### ACTIVITY:
Only the lines holding the string "inner" are needed; copy each of them from the data.

### DATA IN THIS EXERCISE:

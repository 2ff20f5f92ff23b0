/// ID types for Chord entities
use serde::{Deserialize, Serialize};
use std::fmt;
use uuid::Uuid;

/// Track identifier
///
/// Assigned by the track store on insert (SQLite rowid): monotonic and
/// unique within the store's lifetime, never chosen by callers.
#[derive(Debug, Clone, Copy, PartialEq, Eq, Hash, PartialOrd, Ord, Serialize, Deserialize)]
#[serde(transparent)]
pub struct TrackId(i64);

impl TrackId {
    /// Wrap a store-assigned rowid
    pub fn new(id: i64) -> Self {
        Self(id)
    }

    /// Get the inner rowid
    pub fn as_i64(self) -> i64 {
        self.0
    }
}

impl fmt::Display for TrackId {
    fn fmt(&self, f: &mut fmt::Formatter<'_>) -> fmt::Result {
        write!(f, "{}", self.0)
    }
}

/// Playlist identifier
#[derive(Debug, Clone, PartialEq, Eq, Hash, Serialize, Deserialize)]
#[serde(transparent)]
pub struct PlaylistId(String);

impl PlaylistId {
    /// Sentinel id of the implicit all-tracks playlist
    pub const DEFAULT: &'static str = "default";

    /// Create a playlist ID from an existing string
    pub fn new(id: impl Into<String>) -> Self {
        Self(id.into())
    }

    /// Generate a new random playlist ID
    pub fn generate() -> Self {
        Self(Uuid::new_v4().to_string())
    }

    /// The implicit all-tracks playlist id
    pub fn default_playlist() -> Self {
        Self(Self::DEFAULT.to_string())
    }

    /// Whether this is the implicit all-tracks playlist
    pub fn is_default(&self) -> bool {
        self.0 == Self::DEFAULT
    }

    /// Get the inner string
    pub fn as_str(&self) -> &str {
        &self.0
    }
}

impl fmt::Display for PlaylistId {
    fn fmt(&self, f: &mut fmt::Formatter<'_>) -> fmt::Result {
        write!(f, "{}", self.0)
    }
}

### EXERCISE RESPONSE:
    /// Get the inner rowid
    /// Get the inner string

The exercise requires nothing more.